In the event of the voluntary termination of employment by Mr. Kirkland, Mr. Kirkland shall only be entitled to the Accrued Obligations; provided, however, if (A) such voluntary termination occurs as a result of (referred to herein as "Good Reason"): (i) a material diminution of Mr. Kirkland's duties and responsibilities, including, without limitation, the failure to appoint or re-appoint Mr. Kirkland as Executive Vice President, Treasurer, Secretary & Chief Financial Officer of the Company or the removal of Mr. Kirkland from any such position, (ii) a material reduction of Mr. Kirkland's base salary or target bonus opportunity as a percentage of base salary or any other material breach of any material provision of the Kirkland Employment
Agreement by the Company, (iii) relocation of Mr. Kirkland's office outside of a 90 mile radius from Miami, Florida, or (iv) the failure of a successor to all or substantially all of the Company's business and/or assets to promptly assume and continue the Company's obligations under the Kirkland Employment Agreement, whether contractually or as a matter of law, within 15 days of such transaction and (B) Mr. Kirkland gives the Company sixty (60) days' prior notice of his intent to voluntarily terminate his employment for any (or all) of the foregoing reasons and the Company shall not have cured such breach within such 60-day period, then the Severance Period shall begin at the end of such 60-day period and Mr. Kirkland shall be entitled to the same benefits above as if Mr. Kirkland had been terminated by the Company without Cause.

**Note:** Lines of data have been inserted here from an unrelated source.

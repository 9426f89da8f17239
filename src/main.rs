// Copyright (c) 2025 Steve Wagner (ciroque@live.com)
// SPDX-License-Identifier: MIT

//! Run a whole reduction group in one process.
//!
//! ```bash
//! frame-reducer --config configs/simulated.yaml --workers 4
//! frame-reducer --config configs/simulated.toml --workers 2 --json
//! ```

use std::path::PathBuf;

use anyhow::{bail, Context};
use clap::Parser;
use frame_reducer::backends::simulated::{summarize_frame, FrameSummary, RunningStatistics};
use frame_reducer::backends::LayerFactory;
use frame_reducer::channel::LocalGroup;
use frame_reducer::config::{load_and_validate_config, Config, EngineSettings};
use frame_reducer::engine::{join_group, CoordinatorReport, Engine, MemberReport, WorkerReport};
use frame_reducer::extraction::ExtractedRecord;
use serde::Serialize;
use serde_json::Value;
use tokio_util::sync::CancellationToken;
use tracing_subscriber::EnvFilter;

/// Master-worker online data reduction over streaming detector frames
#[derive(Parser, Debug)]
#[command(name = "frame-reducer")]
#[command(version)]
#[command(about = "Reduce streaming detector frames with one coordinator and N workers", long_about = None)]
struct Args {
    /// Path to the YAML or TOML configuration file
    #[arg(short, long, value_name = "FILE")]
    config: PathBuf,

    /// Number of worker processes (the coordinator is extra)
    #[arg(short, long, default_value_t = 4)]
    workers: usize,

    /// Print the final statistics as JSON
    #[arg(long)]
    json: bool,
}

/// Final output of a run.
#[derive(Debug, Serialize)]
struct RunSummary {
    coordinator: CoordinatorReport,
    statistics: RunningStatistics,
    mean_intensity: Option<f64>,
    workers: Vec<WorkerReport>,
}

fn init_tracing(cfg: &Config) {
    let fallback = if cfg.general.verbose { "debug" } else { "info" };
    let filter = EnvFilter::try_from_default_env().unwrap_or_else(|_| EnvFilter::new(fallback));
    tracing_subscriber::fmt()
        .with_env_filter(filter)
        .with_writer(std::io::stderr)
        .init();
}

#[tokio::main]
async fn main() -> anyhow::Result<()> {
    let args = Args::parse();

    if args.workers == 0 {
        bail!("at least one worker is required");
    }

    let cfg = load_and_validate_config(&args.config)
        .with_context(|| format!("loading {}", args.config.display()))?;
    init_tracing(&cfg);

    let settings = EngineSettings::from(&cfg);
    let interrupt = CancellationToken::new();

    let ctrl_c = interrupt.clone();
    tokio::spawn(async move {
        if tokio::signal::ctrl_c().await.is_ok() {
            ctrl_c.cancel();
        }
    });

    let group = LocalGroup::<FrameSummary>::new(args.workers + 1)?;
    let abort = group.abort_signal();

    let mut handles = Vec::with_capacity(args.workers + 1);
    for endpoint in group.into_endpoints() {
        let (source, layers) = LayerFactory::from_config(&cfg)?;
        let engine = Engine::new(
            settings.clone(),
            source,
            layers,
            summarize_frame as fn(ExtractedRecord<Value>) -> FrameSummary,
            RunningStatistics::default(),
        )
        .with_interrupt(interrupt.clone());
        handles.push(tokio::spawn(engine.start(endpoint)));
    }

    let mut coordinator = None;
    let mut workers = Vec::new();
    let mut failures = 0usize;
    for (rank, result) in join_group(handles, &abort).await.into_iter().enumerate() {
        match result {
            Ok(MemberReport::Coordinator { report, reducer }) => {
                coordinator = Some((report, reducer))
            }
            Ok(MemberReport::Worker(report)) => workers.push(report),
            Err(error) => {
                failures += 1;
                tracing::error!(rank, error = %error, "Group member failed");
            }
        }
    }

    if let Some(code) = abort.code() {
        bail!("process group aborted with code {}", code);
    }

    let Some((report, statistics)) = coordinator else {
        bail!("coordinator did not produce a report");
    };

    let summary = RunSummary {
        coordinator: report,
        mean_intensity: statistics.mean_intensity(),
        statistics,
        workers,
    };

    if args.json {
        println!("{}", serde_json::to_string_pretty(&summary)?);
    } else {
        print_summary(&summary);
    }

    if failures > 0 {
        bail!("{} group member(s) failed", failures);
    }
    Ok(())
}

fn print_summary(summary: &RunSummary) {
    let counters = &summary.coordinator.counters;
    println!("Run finished: {:?}", summary.coordinator.exit);
    println!("  workers completed: {}", counters.completed_workers);
    println!("  results reduced:   {}", counters.processed_count);
    println!(
        "  stale discarded:   {}",
        summary.coordinator.stale_discarded
    );
    match summary.mean_intensity {
        Some(mean) => println!("  mean intensity:    {:.3}", mean),
        None => println!("  mean intensity:    n/a"),
    }
    if let Some(peak) = summary.statistics.peak_intensity {
        println!("  peak intensity:    {:.3}", peak);
    }
    if let Some(energy) = summary.statistics.mean_beam_energy() {
        println!("  mean beam energy:  {:.3} keV", energy);
    }
    for (worker, frames) in &summary.statistics.frames_per_worker {
        println!("  worker {:>3}: {} frame(s)", worker, frames);
    }
}
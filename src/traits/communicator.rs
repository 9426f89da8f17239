// Copyright (c) 2025 Steve Wagner (ciroque@live.com)
// SPDX-License-Identifier: MIT

use async_trait::async_trait;

use crate::channel::{Message, Rank, Received, SendRequest, Source, Tag};
use crate::errors::ChannelError;

/// Point-to-point message passing between the members of a fixed-size process group.
///
/// Implementations must preserve delivery order per (source, destination) pair and must
/// allow at least one outstanding asynchronous send per member. Only `send`, `recv` and
/// waiting on a [`SendRequest`] may suspend; `iprobe` and `try_recv` never do.
#[async_trait]
pub trait Communicator: Send {
    /// Payload carried by `Message::Result`.
    type Payload: Send + 'static;

    /// Identifier of this process within the group.
    fn rank(&self) -> Rank;

    /// Number of processes in the group.
    fn size(&self) -> usize;

    /// Start an asynchronous send and return a handle to wait on its completion.
    fn isend(
        &self,
        dest: Rank,
        message: Message<Self::Payload>,
    ) -> Result<SendRequest, ChannelError>;

    /// Send and wait until the destination has consumed the message.
    async fn send(
        &mut self,
        dest: Rank,
        message: Message<Self::Payload>,
    ) -> Result<(), ChannelError> {
        self.isend(dest, message)?.wait().await
    }

    /// Check, without consuming it, whether a message matching the filter is waiting.
    /// Returns the sender's rank.
    fn iprobe(&mut self, source: Source, tags: &[Tag]) -> Result<Option<Rank>, ChannelError>;

    /// Take the oldest matching message if one is waiting.
    fn try_recv(
        &mut self,
        source: Source,
        tags: &[Tag],
    ) -> Result<Option<Received<Self::Payload>>, ChannelError>;

    /// Wait for the oldest matching message.
    async fn recv(
        &mut self,
        source: Source,
        tags: &[Tag],
    ) -> Result<Received<Self::Payload>, ChannelError>;

    /// Unconditionally abort every member of the group.
    fn abort(&self, code: i32);
}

If within twelve (12) months of a Change of Control (as defined in the Kirkland Employment Agreement), the Company terminates Mr. Kirkland without Cause (as defined in the Kirkland Employment Agreement), other than for reason of death or Disability (as defined in the Kirkland Employment Agreement), or Mr. Kirkland voluntarily terminates his employment for Good Reason, Mr. Kirkland shall be entitled to: (i) a lump sum payment of 2.0 times the of Mr. Kirkland's annual base salary, (ii) a prorated bonus for the year in which the termination occurs, (iii), subject to Mr. Kirkland's timely election of continuation coverage under the Company's group health plan, and continued copayment of premiums at the same level as if Mr. Kirkland were an active employee of the Company, Mr. Kirkland and his eligible dependents shall be entitled to a taxable monthly reimbursement in an amount equal to the amount of health insurance premiums that the Company would have subsidized, if any, had Mr. Kirkland remained an active employee, for six (6) months, provided that the Mr. Kirkland remains eligible for coverage during such period and (iv) the Accrued Obligations.
Any payments or severance payable to Mr. Kirkland pursuant to the Kirkland Employment Agreement shall be conditioned upon Mr. Kirkland's execution of a general release of claims and covenant not to sue provided by the Company at the time of termination.
The Kirkland Employment Agreement contains a non-disclosure, non-competition, customer non-solicitation, and employee non-solicitation covenants.
The foregoing description of the Kirkland Employment Agreement is qualified in its entirety by reference to the full text of the Kirkland Employment Agreement, a copy of which is filed as exhibit 10.1 to this Current Report on Form 8-K, and incorporated herein by reference.